Trevor Hunter (25 January 1915 – 8 May 2002) was a New Zealand aviator. She accompanied Ted Harvie on his record-breaking flight from North Cape to Bluff in December 1933. She was the first of five New Zealand women accepted to fly with the Air Transport Auxiliary during the Second World War.

== Early life ==
Trevor Hunter was born in Whanganui on 25 January 1915 to Wynnie and Marmaduke Archer Hunter. She was named Trevor as her mother was sure that the baby would be a boy. As a child she was a keen ballet dancer and developed a career teaching dance.

She was a member of the Whanganui Aero club and gained her 'A' license in 1933, flying solo at age 16. Hunter was also the secretary of the Aero Club.

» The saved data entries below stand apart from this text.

//! List-voices handler.

/// Print a curated set of voice identifiers.
///
/// The synthesizer knows hundreds of voices; this is the shortlist that
/// works well for short notification clips.
pub fn execute() {
    println!("Common voices:");
    println!("  en-AU-WilliamNeural   Australian male (deep, gruff)");
    println!("  en-GB-RyanNeural      British male (mid, versatile)");
    println!("  en-GB-ThomasNeural    British male (deeper)");
    println!("  en-IE-ConnorNeural    Irish male (warm)");
    println!("  en-US-GuyNeural       American male (neutral)");
    println!("  en-GB-SoniaNeural     British female (mid)");
    println!("  en-US-JennyNeural     American female (bright)");
    println!("  en-AU-NatashaNeural   Australian female");
    println!();
    println!("Full list: edge-tts --list-voices");
}
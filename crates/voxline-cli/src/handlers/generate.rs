//! Generate handler - runs the full pipeline for one invocation.

use std::path::PathBuf;
use std::sync::Arc;

use tracing::info;

use voxline_core::catalog::{EventLineSet, LineCatalog};
use voxline_core::dispatch::Dispatcher;
use voxline_core::{plan, presets, report};
use voxline_engine::edge::{EDGE_TTS_PROGRAM, EdgeTtsSynthesizer};
use voxline_engine::ffmpeg::{FFMPEG_PROGRAM, FfmpegConverter};

use crate::error::CliError;
use crate::parser::Cli;
use crate::resolve::{parse_events, resolve_voice};

/// Execute a generation run.
///
/// Fatal errors (usage, malformed line file, unresolvable output root)
/// abort before any synthesis work. Per-job failures do not: they land in
/// the report, and only a run that planned jobs yet wrote nothing at all
/// is an error.
pub async fn execute(cli: &Cli) -> Result<(), CliError> {
    let events = cli.events.as_deref().map(parse_events).unwrap_or_default();
    if events.is_empty() {
        return Err(CliError::Usage(
            "--events is required (e.g. --events Stop,PermissionRequest)".to_owned(),
        ));
    }

    let preset = match cli.preset.as_deref() {
        Some(name) => Some(presets::find(name).ok_or_else(|| {
            CliError::Usage(format!(
                "unknown preset '{name}' (available: {})",
                presets::names().collect::<Vec<_>>().join(", ")
            ))
        })?),
        None => None,
    };
    let params = resolve_voice(cli.voice.as_deref(), preset, &cli.pitch, &cli.rate);

    // A lines file fully replaces the built-in catalog, --tone included.
    let catalog = LineCatalog::builtin();
    let loaded;
    let (lines, tone_label): (&EventLineSet, String) = match &cli.lines_file {
        Some(path) => {
            loaded = EventLineSet::load(path)?;
            (&loaded, format!("custom ({})", path.display()))
        }
        None => {
            let selection = catalog.resolve(&cli.tone);
            if selection.substituted {
                println!(
                    "Unknown tone '{}', using '{}' instead.",
                    cli.tone, selection.tone
                );
            }
            (selection.lines, selection.tone)
        }
    };

    let sounds_root = match &cli.output_dir {
        Some(dir) => dir.clone(),
        None => default_sounds_root()?,
    };

    let planned = plan::plan(lines, &events, cli.count, &params, &sounds_root);
    info!(
        jobs = planned.jobs.len(),
        skips = planned.skips.len(),
        root = %sounds_root.display(),
        "plan ready"
    );

    println!("Generating voice lines...");
    println!(
        "  Voice: {}  |  Pitch: {}  |  Rate: {}  |  Tone: {}",
        params.voice, params.pitch, params.rate, tone_label
    );
    if !planned.jobs.is_empty() {
        if !EdgeTtsSynthesizer::is_available() {
            println!(
                "Note: '{EDGE_TTS_PROGRAM}' was not found on PATH; synthesis will fail \
                 (install with: pip install edge-tts)."
            );
        }
        if !FfmpegConverter::is_available() {
            println!("Note: '{FFMPEG_PROGRAM}' was not found on PATH; keeping raw mp3 output.");
        }
    }
    println!();

    let had_jobs = !planned.jobs.is_empty();
    let dispatcher = Dispatcher::new(
        Arc::new(EdgeTtsSynthesizer::new()),
        Arc::new(FfmpegConverter::new()),
    );
    let outcomes = dispatcher.dispatch(planned.jobs).await;

    print!("{}", report::render(&events, &outcomes, &planned.skips));

    if had_jobs && !outcomes.iter().any(voxline_core::JobOutcome::is_written) {
        return Err(CliError::NothingProduced);
    }
    Ok(())
}

/// The fixed sounds root: a `sounds` directory next to the executable.
fn default_sounds_root() -> Result<PathBuf, CliError> {
    let exe = std::env::current_exe()?;
    Ok(exe
        .parent()
        .map_or_else(|| PathBuf::from("sounds"), |dir| dir.join("sounds")))
}
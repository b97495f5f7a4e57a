//! External speech tool adapters.
//!
//! Implements the `voxline-core` capability ports by driving command-line
//! programs: [`edge::EdgeTtsSynthesizer`] spawns `edge-tts` for synthesis
//! and [`ffmpeg::FfmpegConverter`] spawns `ffmpeg` for normalization. Both
//! treat the program as opaque: arguments in, exit status and files out.

pub mod edge;
pub mod ffmpeg;

pub use edge::EdgeTtsSynthesizer;
pub use ffmpeg::FfmpegConverter;
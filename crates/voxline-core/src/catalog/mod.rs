//! Tone catalog: built-in voice-line tables and external overrides.
//!
//! A [`LineCatalog`] maps personality tone identifiers to an
//! [`EventLineSet`] each: the candidate lines per lifecycle event. The
//! built-in catalog is static configuration; an external JSON file with the
//! same event-to-lines shape can replace it wholesale for one run via
//! [`EventLineSet::load`].

use std::collections::BTreeMap;
use std::path::{Path, PathBuf};

mod tones;

/// Tone substituted when an unknown tone identifier is requested.
pub const DEFAULT_TONE: &str = "sarcastic";

/// Errors from loading an external line-catalog file.
///
/// Both variants are fatal for the run: a partially usable catalog is never
/// constructed.
#[derive(Debug, thiserror::Error)]
pub enum CatalogError {
    /// The file could not be read at all.
    #[error("Cannot read line file {path}: {source}")]
    Unreadable {
        path: PathBuf,
        source: std::io::Error,
    },

    /// The file is not a JSON map of event name to list of line strings.
    #[error("Line file {path} is not a map of event names to lists of lines: {source}")]
    Malformed {
        path: PathBuf,
        source: serde_json::Error,
    },
}

/// Candidate lines per event, for one tone or one override file.
///
/// Line order within an event is enumeration order only; it carries no
/// priority. Duplicate lines are not forbidden.
#[derive(Debug, Clone, Default, serde::Deserialize)]
#[serde(transparent)]
pub struct EventLineSet(BTreeMap<String, Vec<String>>);

impl EventLineSet {
    /// Build a line set from an explicit event-to-lines map.
    pub fn new(events: BTreeMap<String, Vec<String>>) -> Self {
        Self(events)
    }

    /// Load a line set from a JSON file shaped like
    /// `{"Stop": ["line", ...], ...}`.
    pub fn load(path: &Path) -> Result<Self, CatalogError> {
        let raw = std::fs::read_to_string(path).map_err(|source| CatalogError::Unreadable {
            path: path.to_path_buf(),
            source,
        })?;
        serde_json::from_str(&raw).map_err(|source| CatalogError::Malformed {
            path: path.to_path_buf(),
            source,
        })
    }

    /// Candidate lines for `event`; empty when the event is unknown.
    pub fn lines_for(&self, event: &str) -> &[String] {
        self.0.get(event).map_or(&[], Vec::as_slice)
    }

    /// Event names with at least one line, in enumeration order.
    pub fn events(&self) -> impl Iterator<Item = &str> {
        self.0
            .iter()
            .filter(|(_, lines)| !lines.is_empty())
            .map(|(event, _)| event.as_str())
    }
}

/// The tone actually used for a run, after unknown-tone fallback.
#[derive(Debug)]
pub struct ToneSelection<'a> {
    /// Tone identifier the lines belong to.
    pub tone: String,

    /// Candidate lines for that tone.
    pub lines: &'a EventLineSet,

    /// True when the requested tone was unknown and [`DEFAULT_TONE`] was
    /// substituted. Callers surface this to the user; it is never silent.
    pub substituted: bool,
}

/// Built-in mapping from personality tone to event lines.
#[derive(Debug)]
pub struct LineCatalog {
    tones: BTreeMap<String, EventLineSet>,
}

impl LineCatalog {
    /// The built-in tone tables.
    pub fn builtin() -> Self {
        let tones = tones::BUILTIN
            .iter()
            .map(|(tone, events)| {
                let events = events
                    .iter()
                    .map(|(event, lines)| {
                        ((*event).to_owned(), lines.iter().map(|l| (*l).to_owned()).collect())
                    })
                    .collect();
                ((*tone).to_owned(), EventLineSet::new(events))
            })
            .collect();
        Self { tones }
    }

    /// Tone identifiers, in enumeration order.
    pub fn tone_names(&self) -> impl Iterator<Item = &str> {
        self.tones.keys().map(String::as_str)
    }

    /// Lines for an exact tone identifier, if present.
    pub fn get(&self, tone: &str) -> Option<&EventLineSet> {
        self.tones.get(tone)
    }

    /// Resolve a requested tone, substituting [`DEFAULT_TONE`] when the
    /// identifier is unknown rather than failing the run.
    pub fn resolve(&self, requested: &str) -> ToneSelection<'_> {
        match self.tones.get(requested) {
            Some(lines) => ToneSelection {
                tone: requested.to_owned(),
                lines,
                substituted: false,
            },
            None => ToneSelection {
                tone: DEFAULT_TONE.to_owned(),
                lines: self
                    .tones
                    .get(DEFAULT_TONE)
                    .expect("builtin catalog defines the default tone"),
                substituted: true,
            },
        }
    }
}
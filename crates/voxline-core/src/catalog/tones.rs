//! Built-in line tables.
//!
//! Static configuration, not behavior: five personality tones, each with
//! short spoken lines per lifecycle event. Lines stay brief enough that a
//! synthesized clip lands under a couple of seconds.

type EventLines = (&'static str, &'static [&'static str]);
type Tone = (&'static str, &'static [EventLines]);

pub(super) const BUILTIN: &[Tone] = &[
    ("sarcastic", SARCASTIC),
    ("grumpy", GRUMPY),
    ("enthusiastic", ENTHUSIASTIC),
    ("informational", INFORMATIONAL),
    ("dramatic", DRAMATIC),
];

const SARCASTIC: &[EventLines] = &[
    (
        "Stop",
        &[
            "Done. You're welcome.",
            "Finished. Hold applause.",
            "There. Happy now?",
            "Done. That was exhausting.",
            "Masterpiece delivered.",
            "Finally. Took long enough.",
        ],
    ),
    (
        "SessionStart",
        &[
            "Oh great, you again.",
            "Back for more?",
            "Let me guess. Work.",
            "Reporting for duty.",
        ],
    ),
    (
        "SessionEnd",
        &[
            "Finally, freedom!",
            "Goodbye forever. Maybe.",
            "Session over. Bye.",
        ],
    ),
    (
        "PostToolUseFailure",
        &[
            "Broke. Shocking.",
            "Not my fault.",
            "Well that failed.",
            "Broken. Classic.",
        ],
    ),
    (
        "PermissionRequest",
        &[
            "Permission. Now, boss.",
            "Approve me. Chop chop.",
            "Need permission here!",
        ],
    ),
    (
        "Notification",
        &["Pay attention!", "Psst! Over here!", "News flash!"],
    ),
    ("SubagentStart", &["Deploying minion!", "Sending backup."]),
    (
        "SubagentStop",
        &["Minion survived. Somehow.", "Report from the field!"],
    ),
    ("TaskCompleted", &["Done. I'm a hero.", "Where's my medal?"]),
    (
        "PreCompact",
        &["Memory full. Forgetting.", "Brain shrinking. Your fault."],
    ),
    (
        "UserPromptSubmit",
        &["Another brilliant idea.", "What now, boss?"],
    ),
    ("PreToolUse", &["Watch and learn.", "Exciting stuff."]),
    ("PostToolUse", &["Nailed it.", "Obviously worked."]),
    ("TeammateIdle", &["Someone's slacking.", "Hello? Anyone?"]),
];

const GRUMPY: &[EventLines] = &[
    (
        "Stop",
        &[
            "Done. Go away.",
            "Finished. Ugh.",
            "It's done. Stop asking.",
            "Finally done.",
            "Leave me alone.",
        ],
    ),
    (
        "SessionStart",
        &[
            "What now?",
            "Not you again.",
            "Ugh. Fine.",
            "This better be important.",
        ],
    ),
    (
        "SessionEnd",
        &["Good riddance.", "About time.", "Finally. Peace."],
    ),
    (
        "PostToolUseFailure",
        &[
            "Broken. Great.",
            "Failed. Not surprised.",
            "Error. Blame yourself.",
        ],
    ),
    (
        "PermissionRequest",
        &[
            "Permission. Hurry up.",
            "Waiting. Impatiently.",
            "Approve this already!",
        ],
    ),
    (
        "Notification",
        &[
            "What is it now?",
            "Ugh, notification.",
            "Something happened. Joy.",
        ],
    ),
    (
        "SubagentStart",
        &["Off you go, minion.", "Sending another victim."],
    ),
    ("SubagentStop", &["Minion's back.", "Report. Be quick."]),
    (
        "TaskCompleted",
        &["Task done. Whatever.", "Completed. Big deal."],
    ),
    (
        "PreCompact",
        &["Memory full. Typical.", "Forgetting stuff. Not sorry."],
    ),
    ("UserPromptSubmit", &["What now?", "Here we go again."]),
    ("PreToolUse", &["Fine, I'll do it.", "Don't rush me."]),
    ("PostToolUse", &["There. Happy?", "Done. Next."]),
    (
        "TeammateIdle",
        &["Someone stopped. Smart.", "Can't blame them."],
    ),
];

const ENTHUSIASTIC: &[EventLines] = &[
    (
        "Stop",
        &[
            "All done! Amazing!",
            "Finished! High five!",
            "Let's do another!",
            "WOOHOO! Done!",
            "Nailed it! Yay!",
        ],
    ),
    (
        "SessionStart",
        &[
            "New session! Let's go!",
            "HELLO! So ready!",
            "Best day ever!",
        ],
    ),
    (
        "SessionEnd",
        &["That was fun!", "Come back soon!", "Until next time!"],
    ),
    (
        "PostToolUseFailure",
        &[
            "Oopsie! We got this!",
            "Error! A challenge!",
            "We'll fix it!",
        ],
    ),
    (
        "PermissionRequest",
        &[
            "Can I? Pretty please?",
            "Approve me! Yay!",
            "Quick quick! Approve!",
        ],
    ),
    (
        "Notification",
        &["Exciting news!", "How thrilling!", "Love notifications!"],
    ),
    ("SubagentStart", &["Teamwork! Go buddy!", "Minion deployed!"]),
    ("SubagentStop", &["Buddy's back! Yay!", "Helper returned!"]),
    ("TaskCompleted", &["We're heroes!", "Victory! Celebrate!"]),
    ("PreCompact", &["Spring cleaning time!", "Making room!"]),
    ("UserPromptSubmit", &["Ooh what's this?!", "New prompt! Yay!"]),
    ("PreToolUse", &["Tool time! Favorite!", "Watch this!"]),
    ("PostToolUse", &["YES! Worked!", "Beautiful!"]),
    ("TeammateIdle", &["Wake up buddy!", "Taking a break!"]),
];

const INFORMATIONAL: &[EventLines] = &[
    (
        "Stop",
        &[
            "Response complete.",
            "Processing finished.",
            "Task complete.",
            "Done. Ready.",
        ],
    ),
    (
        "SessionStart",
        &["Session initialized.", "Ready.", "Online."],
    ),
    ("SessionEnd", &["Session terminated.", "Shutting down."]),
    (
        "PostToolUseFailure",
        &[
            "Tool failed.",
            "Error encountered.",
            "Operation unsuccessful.",
        ],
    ),
    (
        "PermissionRequest",
        &[
            "Awaiting approval.",
            "Authorization needed.",
            "Confirm to proceed.",
        ],
    ),
    ("Notification", &["New notification.", "Alert."]),
    ("SubagentStart", &["Subagent deployed.", "Process started."]),
    ("SubagentStop", &["Subagent completed.", "Process finished."]),
    ("TaskCompleted", &["Task complete.", "Objective achieved."]),
    ("PreCompact", &["Compaction starting.", "Optimizing memory."]),
    ("UserPromptSubmit", &["Input received.", "Processing."]),
    ("PreToolUse", &["Executing tool.", "In progress."]),
    ("PostToolUse", &["Tool succeeded.", "Operation complete."]),
    ("TeammateIdle", &["Member idle.", "Agent waiting."]),
];

const DRAMATIC: &[EventLines] = &[
    (
        "Stop",
        &[
            "The quest is complete!",
            "Victory is ours!",
            "Behold! It is finished!",
            "Let the horns sound!",
            "Glory! It is done!",
        ],
    ),
    (
        "SessionStart",
        &[
            "A new chapter begins!",
            "The saga continues!",
            "Rise! Adventure awaits!",
        ],
    ),
    ("SessionEnd", &["The tale ends.", "Farewell, brave one."]),
    (
        "PostToolUseFailure",
        &[
            "Disaster! It has fallen!",
            "Dark times! An error!",
            "We shall not yield!",
        ],
    ),
    (
        "PermissionRequest",
        &[
            "Your blessing, my liege!",
            "Grant me passage!",
            "Destiny awaits your word!",
        ],
    ),
    (
        "Notification",
        &["Hear ye! Hear ye!", "Tidings from the realm!"],
    ),
    (
        "SubagentStart",
        &["Send forth the scouts!", "Reinforcements! Onward!"],
    ),
    (
        "SubagentStop",
        &["The scout returns!", "Our champion returns!"],
    ),
    ("TaskCompleted", &["Glorious victory!", "The quest is won!"]),
    ("PreCompact", &["Scrolls grow heavy.", "A purge awaits."]),
    (
        "UserPromptSubmit",
        &["A new quest appears!", "The oracle speaks!"],
    ),
    ("PreToolUse", &["Into battle!", "Unsheathing tools!"]),
    ("PostToolUse", &["Strike lands true!", "Masterful execution!"]),
    ("TeammateIdle", &["A warrior rests.", "One stands idle."]),
];
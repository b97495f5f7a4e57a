//! Invocation-time resolution of events and voice parameters.

use voxline_core::ports::{DEFAULT_VOICE, NO_PITCH_ADJUSTMENT, NO_RATE_ADJUSTMENT, VoiceParams};
use voxline_core::presets::VoicePreset;

/// Split a comma-delimited event list, trimming whitespace and dropping
/// empty entries.
pub fn parse_events(raw: &str) -> Vec<String> {
    raw.split(',')
        .map(str::trim)
        .filter(|s| !s.is_empty())
        .map(str::to_owned)
        .collect()
}

/// Resolve the effective voice parameters.
///
/// An explicit `--voice` always wins over a preset's voice. A preset's
/// pitch/rate apply only when the caller left the flag at its
/// no-adjustment default; an explicitly set value wins even against a
/// preset.
pub fn resolve_voice(
    voice: Option<&str>,
    preset: Option<&VoicePreset>,
    pitch: &str,
    rate: &str,
) -> VoiceParams {
    match preset {
        Some(p) => VoiceParams {
            voice: voice.unwrap_or(p.voice).to_owned(),
            pitch: if pitch == NO_PITCH_ADJUSTMENT {
                p.pitch.to_owned()
            } else {
                pitch.to_owned()
            },
            rate: if rate == NO_RATE_ADJUSTMENT {
                p.rate.to_owned()
            } else {
                rate.to_owned()
            },
        },
        None => VoiceParams {
            voice: voice.unwrap_or(DEFAULT_VOICE).to_owned(),
            pitch: pitch.to_owned(),
            rate: rate.to_owned(),
        },
    }
}

#[cfg(test)]
mod tests {
    use voxline_core::presets;

    use super::*;

    fn preset() -> &'static VoicePreset {
        presets::find("male_deep").unwrap()
    }

    #[test]
    fn parse_events_trims_and_drops_empties() {
        assert_eq!(
            parse_events(" Stop, PermissionRequest ,,Notification,"),
            ["Stop", "PermissionRequest", "Notification"]
        );
        assert!(parse_events("").is_empty());
        assert!(parse_events(" , ,").is_empty());
    }

    #[test]
    fn explicit_voice_wins_over_preset() {
        let params = resolve_voice(Some("en-US-GuyNeural"), Some(preset()), "+0Hz", "+0%");
        assert_eq!(params.voice, "en-US-GuyNeural");
        // Preset prosody still applies when left at defaults.
        assert_eq!(params.pitch, "-10Hz");
        assert_eq!(params.rate, "-5%");
    }

    #[test]
    fn explicit_adjustments_win_over_preset() {
        let params = resolve_voice(None, Some(preset()), "+2Hz", "+0%");
        assert_eq!(params.voice, "en-AU-WilliamNeural");
        assert_eq!(params.pitch, "+2Hz");
        assert_eq!(params.rate, "-5%");
    }

    #[test]
    fn no_preset_uses_defaults() {
        let params = resolve_voice(None, None, "+0Hz", "+0%");
        assert_eq!(params.voice, DEFAULT_VOICE);
        assert_eq!(params.pitch, "+0Hz");
        assert_eq!(params.rate, "+0%");
    }
}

At the age of 18, she flew with Ted Harvie on his flight from North Cape to Bluff which, at 1880 km, was the longest recorded flight in New Zealand at the time. The record lasted 28 years.

On 21 July 1934, she was one of the four female pilots (alongside Jane Winstone, June Summerell and Eva Parkinson) who flew in formation with Jean Batten on her arrival to New Zealand following Batten's record breaking solo flight from Britain in 1934.

== Air Transport Auxiliary ==
In 1941, Hunter was the first New Zealand woman pilot to join the Air Transport Auxiliary (ATA) ring the Second World War. Like other women from New Zealand who joined the ATA, she had to pay her way to Britain to be examined. She was enlisted in the Ferry Service and flew planes from the factories to squadron bases. During her four years in the ATA (20 November 1941 - 31 July 1945) she logged 1,200 hours of solo flying and flew 42 types of aircraft including Spitfires, Warwicks, Mitchells and Wellingtons. Hunter was involved in 6 accidents during her time at the ATA, including three forced landings. Only the first accident was judged to be her fault.

== Later life ==
After the war, Hunter was employed as a commercial pilot. She also sat Intermediate grade ballet examinations in Sydney, and taught ballet and ballroom dancing in Wanganui until she retired.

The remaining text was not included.